The Web site — www.campus-watch.org — so far cites eight professors and 14 universities. The site was created by the Philadelphia-based think tank Middle East Forum "in defense of U.S. interests on campus, which includes the continued support of Israel."
The cited professors include two from Columbia University and one each from Georgetown University, the University of California at Berkeley, Northeastern University, the University of Michigan, the State University of New York at Binghamton and the University of Chicago.
Muslim-American groups and the American Civil Liberties Union say the Campus Watch site is an assault on academic freedom and amounts to a blacklist of professors and threatens to suppress discussions about the Israeli-Palestinian conflict.
Others, including the Philadelphia-based Foundation for Individual Rights in Education, say the list is a "wholly protected exercise in freedom of speech."
"Professors and college administrators are like any citizens, open to public criticism," says Thor Halvorssen, the foundation's executive director. "Nothing is stopping anyone from taking issue with any fact, criticism or analysis they believe is flawed. Or for that matter, people who oppose Campus Watch can start their own Web site."
ACLU officials argue that the site encourages "citizen informant" behavior like the government's scuttled Operation TIPS program, which would have invited utility workers and mail carriers with access to private homes to report suspicious activities to the Justice Department.

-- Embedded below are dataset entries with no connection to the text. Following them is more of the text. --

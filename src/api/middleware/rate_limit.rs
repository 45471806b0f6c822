//! Per-client rate limiting for redirect routes using a token bucket.

use anyhow::{Context, Result};
use governor::clock::QuantaInstant;
use governor::middleware::NoOpMiddleware;
use std::sync::Arc;
use tower_governor::{
    GovernorLayer,
    governor::GovernorConfigBuilder,
    key_extractor::{KeyExtractor, PeerIpKeyExtractor, SmartIpKeyExtractor},
};

/// Rate limiter keyed by the socket peer address.
///
/// Requests exceeding the limit receive `429 Too Many Requests`.
///
/// # Errors
///
/// Returns an error if `per_second` or `burst` is zero.
///
/// # Example
///
/// ```rust,ignore
/// let app = Router::new()
///     .route("/{segment}", get(redirect_handler))
///     .layer(rate_limit::layer(50, 200)?);
/// ```
pub fn layer(
    per_second: u64,
    burst: u32,
) -> Result<GovernorLayer<PeerIpKeyExtractor, NoOpMiddleware<QuantaInstant>, axum::body::Body>> {
    build(PeerIpKeyExtractor, per_second, burst)
}

/// Rate limiter keyed by `X-Forwarded-For` / `X-Real-IP`, falling back to the peer address.
///
/// Use only behind a trusted reverse proxy; clients can forge these headers.
///
/// # Errors
///
/// Returns an error if `per_second` or `burst` is zero.
pub fn proxied_layer(
    per_second: u64,
    burst: u32,
) -> Result<GovernorLayer<SmartIpKeyExtractor, NoOpMiddleware<QuantaInstant>, axum::body::Body>>
{
    build(SmartIpKeyExtractor, per_second, burst)
}

fn build<K: KeyExtractor>(
    key_extractor: K,
    per_second: u64,
    burst: u32,
) -> Result<GovernorLayer<K, NoOpMiddleware<QuantaInstant>, axum::body::Body>> {
    anyhow::ensure!(per_second > 0, "rate limit must be at least 1 request per second");

    // one token is replenished every `interval` milliseconds
    let interval = (1000 / per_second).max(1);

    let governor_conf = GovernorConfigBuilder::default()
        .key_extractor(key_extractor)
        .per_millisecond(interval)
        .burst_size(burst)
        .finish()
        .context("Invalid rate limit configuration")?;

    Ok(GovernorLayer::new(Arc::new(governor_conf)))
}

"What we're concerned with is this climate of turning people in," says Rachel King, a legislative counsel for the ACLU. "People shouldn't be keeping lists or monitoring people's behavior."

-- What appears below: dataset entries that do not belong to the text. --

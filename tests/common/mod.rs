#![allow(dead_code)]

use axum::{Router, routing::get};
use axum_test::TestServer;
use std::sync::Arc;
use std::time::Duration;
use tokio::sync::mpsc;
use url_redirector::api::handlers::health_handler;
use url_redirector::api::routes::redirect_routes;
use url_redirector::application::services::{
    RedirectSettings, ShortUrlService, ShortUrlSettings,
};
use url_redirector::domain::entities::{NewShortUrl, ShortUrl};
use url_redirector::domain::hit_event::HitEvent;
use url_redirector::domain::repositories::ShortUrlRepository;
use url_redirector::infrastructure::cache::NullCache;
use url_redirector::infrastructure::persistence::InMemoryShortUrlRepository;
use url_redirector::state::AppState;
use url_redirector::utils::key_codec::KeyCodec;

pub const BASE_URL: &str = "https://go.example.com";
pub const ALIAS_PREFIX: &str = "a";

pub fn settings(strict_accounting: bool, nooverride: bool) -> RedirectSettings {
    RedirectSettings {
        nooverride,
        strict_accounting,
        store_timeout: Duration::from_millis(500),
    }
}

pub fn create_test_state(
    repository: Arc<InMemoryShortUrlRepository>,
    settings: RedirectSettings,
) -> (AppState, mpsc::Receiver<HitEvent>) {
    create_test_state_with_codec(repository, settings, KeyCodec::new(false))
}

pub fn create_test_state_with_codec(
    repository: Arc<InMemoryShortUrlRepository>,
    settings: RedirectSettings,
    codec: KeyCodec,
) -> (AppState, mpsc::Receiver<HitEvent>) {
    let (tx, rx) = mpsc::channel(100);

    let state = AppState::new(
        repository,
        Arc::new(NullCache::new()),
        tx,
        codec,
        settings,
    );

    (state, rx)
}

pub fn create_test_service(repository: Arc<InMemoryShortUrlRepository>) -> ShortUrlService {
    create_test_service_with_codec(repository, KeyCodec::new(false))
}

pub fn create_test_service_with_codec(
    repository: Arc<InMemoryShortUrlRepository>,
    codec: KeyCodec,
) -> ShortUrlService {
    ShortUrlService::new(
        repository,
        Arc::new(NullCache::new()),
        ShortUrlSettings {
            base_url: BASE_URL.to_string(),
            alias_prefix: Some(ALIAS_PREFIX.to_string()),
            codec,
        },
    )
}

pub fn create_test_server(state: AppState) -> TestServer {
    let app = Router::new()
        .route("/health", get(health_handler))
        .merge(redirect_routes(Some(ALIAS_PREFIX)))
        .with_state(state);

    TestServer::new(app).unwrap()
}

pub fn tracking_link(url: &str) -> NewShortUrl {
    NewShortUrl {
        long_url: url.to_string(),
        campaign: Some("Spring".to_string()),
        medium: Some("Email".to_string()),
        content: Some("Banner".to_string()),
        is_tracking: true,
        ..Default::default()
    }
}

pub fn plain_link(url: &str) -> NewShortUrl {
    NewShortUrl {
        long_url: url.to_string(),
        is_tracking: false,
        ..Default::default()
    }
}

pub async fn create_link(service: &ShortUrlService, input: NewShortUrl) -> ShortUrl {
    service.create(input).await.unwrap()
}

/// Polls the store until the record reaches `hits` or the deadline passes.
pub async fn wait_for_hits(repository: &InMemoryShortUrlRepository, id: i64, hits: i64) -> ShortUrl {
    let deadline = tokio::time::Instant::now() + Duration::from_secs(5);
    loop {
        let record = repository.get_by_id(id).await.unwrap().unwrap();
        if record.hits >= hits || tokio::time::Instant::now() >= deadline {
            return record;
        }
        tokio::time::sleep(Duration::from_millis(10)).await;
    }
}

Nearly 100 professors, to show support for those named on the site, have asked the forum to add their names to the list.
Ibrahim Hooper of the Council on American-Islamic Relations, which has supported radical Islamist groups, calls the exercise a blacklist. "Any time you take these actions designed to chill academic freedom, we all lose, whatever our views on the Middle East are. I can only imagine what would happen if the shoe were on the other foot and Muslim Americans were calling for students to report pro-Israeli professors."
The director of the Middle East Forum is a journalist and scholar, Daniel Pipes, who has argued that Americans have not paid sufficient attention to militant Islam.

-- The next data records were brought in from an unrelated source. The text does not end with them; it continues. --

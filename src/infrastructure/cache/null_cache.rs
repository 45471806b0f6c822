//! No-op cache implementation for testing or disabled caching.

use super::service::{CacheResult, CacheService, RecordKey};
use crate::domain::entities::ShortUrl;
use async_trait::async_trait;
use tracing::debug;

/// A cache implementation that does nothing.
///
/// Used when Redis is not configured or unreachable at startup, and by
/// tests that resolve straight against the store.
pub struct NullCache;

impl NullCache {
    pub fn new() -> Self {
        debug!("Using NullCache (caching disabled)");
        Self
    }
}

impl Default for NullCache {
    fn default() -> Self {
        Self::new()
    }
}

#[async_trait]
impl CacheService for NullCache {
    async fn get_record(&self, _key: &RecordKey) -> CacheResult<Option<ShortUrl>> {
        Ok(None)
    }

    async fn set_record(&self, _record: &ShortUrl, _ttl_seconds: Option<u64>) -> CacheResult<()> {
        Ok(())
    }

    async fn invalidate(&self, _record: &ShortUrl) -> CacheResult<()> {
        Ok(())
    }

    async fn health_check(&self) -> bool {
        true
    }
}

The forum's site includes short biographies of the professors and reprints of articles written about them or letters to the editor and essays they wrote. Some of the notes include the professors' photographs, e-mail addresses and office telephone numbers.
Mr. Pipes, author of the book, "Militant Islam Reaches America," says the work of academics is important because it sets the tone for much of what is read, taught and learned about the region and that as a result it has an extensive influence on the way Americans see the Middle East.
Mr. Pipes says academics should teach about the Middle East in a "more balanced and more correct" way. The site does not threaten academic freedom nor blacklist anyone, he says. "Blacklisting implies that a government is behind it. All we're doing is opening up a dialogue with these professors. It's all about the battle over ideas.
"How can we be threatening academic freedom? We're a tiny organization. No one is trying to stifle what these professors are saying, but we think the people have the right to know what's going on on college campuses."
Martin Kramer, editor of the forum's Middle East Quarterly, says the failings of the country's Middle East scholars have become more apparent since September 11, which spurred the U.S. government to allocate millions of dollars for Middle Eastern studies, an academic discipline that Mr. Kramer says failed to prepare the country for the possibility of a terrorist assault.
The Web site, he says, is designed to make sure taxpayers' money is well spent.
"The scholars are getting another chance," Mr. Kramer says, "but who will make sure that the American public gets a fair return on its new investment? Academe needs freedom, but it also deserves the same critical scrutiny as government and the media."
Tensions have grown on campuses over developments in the Middle East. The site first appeared Sept. 18, a day after Harvard University President Lawrence H. Summers described calls for colleges to divest investments from Israel were anti-Semitic.
The divestment movement, which has spread to more than 40 colleges and universities, condemns only Israel for human rights abuses and calls on schools to sell their investments in several companies with operations in Israel.
Abraham Foxman, national director of the Anti-Defamation League, says the targeting of Jewish students for violence or intimidation on college campuses is a problem, but the best way to deal with such acts is to reach out to campuses and professors individually, not list them online. "I wouldn't have done it," Mr. Foxman says. "Such a list could tarnish reputations of good people."
Many of the professors listed don't belong on the site, says Sarah Eltantawi, who attended Berkeley and Harvard and now works with the Muslim Public Affairs Council. "Some of these professors are brilliant scholars who teach their subject in a fair and balanced way," she says. "This is just ridiculous."